I’ve lived in Eilat for most of my childhood. It is a splendid city for families. There’s the Red Sea, the beautiful mountains, and shopping centers within walking distance. There’s also a small spot right next to Mall HaYam Shopping Mall, which I like to pass by whenever I visit. It’s called Umm Rash-Rash Plaza. Now, what does Umm Rash-Rash have to do with Eilat, you ask? Simple! Umm Rash-Rash was the original name of the area before it turned to Eilat. In this post, I’m going to tell you a bit about the history of Eilat and how it’s connected to this plaza.
If you happen to visit Eilat, you will probably see the mall that stands right next to the sea-line. That’s Mall HaYam. Beside it, to its south, lays a huge plaza. At the front of the plaza is an elevated area. On top of that area, there are a small clay building and an interesting monument, displaying a bunch of people crowded around a flag pole and a person hanging an Israeli flag at the top of the pole. That’s Umm Rash-Rash Plaza.
A few weeks ago I went to the mall. I passed by the plaza, while a father and his little girl passed in front of me.
“Daddy, what’s this building?” the little girl pointed at the clay building.

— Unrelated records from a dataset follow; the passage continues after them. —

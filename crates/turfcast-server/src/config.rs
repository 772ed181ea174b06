//! Server configuration.
//!
//! Configuration can be loaded from:
//! - Environment variables (TURFCAST_*)
//! - TOML configuration file

use anyhow::{bail, Context, Result};
use serde::{Deserialize, Serialize};
use std::net::SocketAddr;
use std::path::Path;
use std::time::Duration;

/// Server configuration.
#[derive(Debug, Clone, Serialize, Deserialize)]
pub struct Config {
    /// Name of the user to track upstream.
    #[serde(default = "default_tracked_user")]
    pub tracked_user: String,

    /// Host to bind to.
    #[serde(default = "default_host")]
    pub host: String,

    /// Port to listen on.
    #[serde(default = "default_port")]
    pub port: u16,

    /// Upstream API configuration.
    #[serde(default)]
    pub upstream: UpstreamConfig,

    /// Poll intervals.
    #[serde(default)]
    pub poll: PollConfig,

    /// Overlay presentation flags forwarded in the hello handshake.
    #[serde(default)]
    pub overlay: OverlayConfig,

    /// Metrics configuration.
    #[serde(default)]
    pub metrics: MetricsConfig,
}

/// Upstream API configuration.
#[derive(Debug, Clone, Serialize, Deserialize)]
pub struct UpstreamConfig {
    /// Base URL of the Turf API.
    #[serde(default = "default_base_url")]
    pub base_url: String,

    /// Minimum spacing between upstream request starts, milliseconds.
    #[serde(default = "default_min_spacing")]
    pub min_spacing_ms: u64,

    /// Backoff ceiling for failing pollers, milliseconds.
    #[serde(default = "default_backoff_ceiling")]
    pub backoff_ceiling_ms: u64,
}

/// Poll intervals, milliseconds.
#[derive(Debug, Clone, Serialize, Deserialize)]
pub struct PollConfig {
    /// Feed poll interval.
    #[serde(default = "default_feed_poll")]
    pub feed_ms: u64,

    /// Stats poll interval.
    #[serde(default = "default_stats_poll")]
    pub stats_ms: u64,

    /// Location poll interval.
    #[serde(default = "default_location_poll")]
    pub location_ms: u64,
}

/// Overlay presentation configuration.
#[derive(Debug, Clone, Serialize, Deserialize)]
pub struct OverlayConfig {
    /// Expose the tracked user's coordinates to viewers.
    #[serde(default = "default_show_coords")]
    pub show_coords: bool,

    /// Tell viewers to render the map panel.
    #[serde(default = "default_show_map")]
    pub show_map: bool,

    /// Map tile URL template.
    #[serde(default = "default_tile_url")]
    pub tile_url: String,

    /// Map attribution line.
    #[serde(default = "default_attribution")]
    pub attribution: String,

    /// Initial map zoom level.
    #[serde(default = "default_zoom")]
    pub zoom: u8,

    /// Default half-span, in degrees, for the zones bounding box.
    #[serde(default = "default_zones_halfspan")]
    pub zones_halfspan: f64,
}

/// Metrics configuration.
#[derive(Debug, Clone, Serialize, Deserialize)]
pub struct MetricsConfig {
    /// Enable metrics export.
    #[serde(default = "default_true")]
    pub enabled: bool,

    /// Metrics port.
    #[serde(default = "default_metrics_port")]
    pub port: u16,
}

// Default value functions

fn default_tracked_user() -> String {
    std::env::var("TURFCAST_USERNAME").unwrap_or_default()
}

fn default_host() -> String {
    std::env::var("TURFCAST_HOST").unwrap_or_else(|_| "127.0.0.1".to_string())
}

fn default_port() -> u16 {
    std::env::var("TURFCAST_PORT")
        .ok()
        .and_then(|p| p.parse().ok())
        .unwrap_or(3000)
}

fn default_base_url() -> String {
    std::env::var("TURFCAST_API_BASE").unwrap_or_else(|_| "https://api.turfgame.com/v5".to_string())
}

fn default_min_spacing() -> u64 {
    1000
}

fn default_backoff_ceiling() -> u64 {
    60_000
}

fn default_feed_poll() -> u64 {
    5000
}

fn default_stats_poll() -> u64 {
    15_000
}

fn default_location_poll() -> u64 {
    20_000
}

fn env_flag(name: &str) -> bool {
    std::env::var(name)
        .map(|v| matches!(v.trim().to_lowercase().as_str(), "1" | "true" | "yes"))
        .unwrap_or(false)
}

fn default_show_coords() -> bool {
    env_flag("TURFCAST_SHOW_COORDS")
}

fn default_show_map() -> bool {
    env_flag("TURFCAST_SHOW_MAP")
}

fn default_tile_url() -> String {
    "https://{s}.tile.openstreetmap.org/{z}/{x}/{y}.png".to_string()
}

fn default_attribution() -> String {
    "&copy; OpenStreetMap contributors".to_string()
}

fn default_zoom() -> u8 {
    14
}

fn default_zones_halfspan() -> f64 {
    0.05
}

fn default_true() -> bool {
    true
}

fn default_metrics_port() -> u16 {
    9090
}

impl Default for Config {
    fn default() -> Self {
        Self {
            tracked_user: default_tracked_user(),
            host: default_host(),
            port: default_port(),
            upstream: UpstreamConfig::default(),
            poll: PollConfig::default(),
            overlay: OverlayConfig::default(),
            metrics: MetricsConfig::default(),
        }
    }
}

impl Default for UpstreamConfig {
    fn default() -> Self {
        Self {
            base_url: default_base_url(),
            min_spacing_ms: default_min_spacing(),
            backoff_ceiling_ms: default_backoff_ceiling(),
        }
    }
}

impl Default for PollConfig {
    fn default() -> Self {
        Self {
            feed_ms: default_feed_poll(),
            stats_ms: default_stats_poll(),
            location_ms: default_location_poll(),
        }
    }
}

impl Default for OverlayConfig {
    fn default() -> Self {
        Self {
            show_coords: default_show_coords(),
            show_map: default_show_map(),
            tile_url: default_tile_url(),
            attribution: default_attribution(),
            zoom: default_zoom(),
            zones_halfspan: default_zones_halfspan(),
        }
    }
}

impl Default for MetricsConfig {
    fn default() -> Self {
        Self {
            enabled: true,
            port: default_metrics_port(),
        }
    }
}

impl Config {
    /// Load configuration from file or defaults.
    ///
    /// # Errors
    ///
    /// Returns an error if the config file exists but cannot be parsed.
    pub fn load() -> Result<Self> {
        let config_paths = [
            "turfcast.toml",
            "/etc/turfcast/turfcast.toml",
            "~/.config/turfcast/turfcast.toml",
        ];

        for path in &config_paths {
            let expanded = shellexpand::tilde(path);
            if Path::new(expanded.as_ref()).exists() {
                return Self::from_file(expanded.as_ref());
            }
        }

        // Fall back to defaults with environment overrides
        Ok(Self::default())
    }

    /// Load configuration from a specific file.
    ///
    /// # Errors
    ///
    /// Returns an error if the file cannot be read or parsed.
    pub fn from_file(path: impl AsRef<Path>) -> Result<Self> {
        let path = path.as_ref();
        let contents = std::fs::read_to_string(path)
            .with_context(|| format!("Failed to read config file: {}", path.display()))?;

        let config: Config = toml::from_str(&contents)
            .with_context(|| format!("Failed to parse config file: {}", path.display()))?;

        Ok(config)
    }

    /// Validate startup invariants. The only fatal misconfiguration
    /// is not knowing who to track.
    ///
    /// # Errors
    ///
    /// Returns an error if no tracked user is configured.
    pub fn validate(&mut self) -> Result<()> {
        self.tracked_user = self.tracked_user.trim().to_string();
        if self.tracked_user.is_empty() {
            bail!("no tracked user configured (set tracked_user or TURFCAST_USERNAME)");
        }
        Ok(())
    }

    /// Get the socket address to bind to.
    ///
    /// # Errors
    ///
    /// Returns an error if the configured host is not a valid address.
    pub fn bind_addr(&self) -> Result<SocketAddr> {
        format!("{}:{}", self.host, self.port)
            .parse()
            .with_context(|| format!("invalid bind address {}:{}", self.host, self.port))
    }

    /// Minimum upstream request spacing.
    #[must_use]
    pub const fn min_spacing(&self) -> Duration {
        Duration::from_millis(self.upstream.min_spacing_ms)
    }

    /// Poller backoff ceiling.
    #[must_use]
    pub const fn backoff_ceiling(&self) -> Duration {
        Duration::from_millis(self.upstream.backoff_ceiling_ms)
    }
}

The father didn’t reply. He was too busy staring at his phone.
The girl stopped and insisted. “Daddy, what’s this building?”
So the father had to take his eyes off his phone and look at the clay building that’s on Umm Rash-Rash Plaza. After a moment or two, he mumbled: “Well, it’s just a plain old building,” and the two of them continued, without taking another glance at the building.
So what’s the story?
The truth is, the clay building was declared an Israeli national site in 1994, so it’s not just a plain old building. Actually, it’s the last building left out of five Mandatory buildings that made up a police station complex. The other four were demolished due to Eilat’s expansion and because they weren’t declared national sites on time. So, this last clay building has great significance in the history of Eilat.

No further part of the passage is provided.